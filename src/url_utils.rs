//! URL Utility Functions
//!
//! Hrefs on the forum are almost always site-relative (`/go/rust`,
//! `/favorite/topic/1?once=123`). Relative hrefs are resolved against a
//! placeholder origin so the `url` crate can parse their query strings.

use std::sync::LazyLock;

use url::Url;

#[allow(clippy::expect_used)]
static PLACEHOLDER_ORIGIN: LazyLock<Url> =
    LazyLock::new(|| Url::parse("https://forum.invalid/").expect("placeholder origin"));

/// Parse an absolute or site-relative href.
#[must_use]
pub fn resolve(href: &str) -> Option<Url> {
    let href = href.trim();
    if href.is_empty() {
        return None;
    }
    match Url::parse(href) {
        Ok(url) => Some(url),
        Err(url::ParseError::RelativeUrlWithoutBase) => PLACEHOLDER_ORIGIN.join(href).ok(),
        Err(_) => None,
    }
}

/// Value of the query parameter `name`, `None` when the href or the
/// parameter is missing.
#[must_use]
pub fn query_param(href: &str, name: &str) -> Option<String> {
    let url = resolve(href)?;
    url.query_pairs()
        .find(|(key, _)| key == name)
        .map(|(_, value)| value.into_owned())
}

/// The path segment that follows `prefix` in an href
/// (`/go/rust` -> `rust`, `https://host/member/alice` -> `alice`).
///
/// `None` when the href does not live under `prefix` or the key is empty.
#[must_use]
pub fn path_key(href: &str, prefix: &str) -> Option<String> {
    let url = resolve(href)?;
    let key = url.path().strip_prefix(prefix)?.split('/').next()?.trim();
    (!key.is_empty()).then(|| key.to_string())
}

------------------------------

Count every line in the entries above where the word "None" appears; respond with the number alone.

4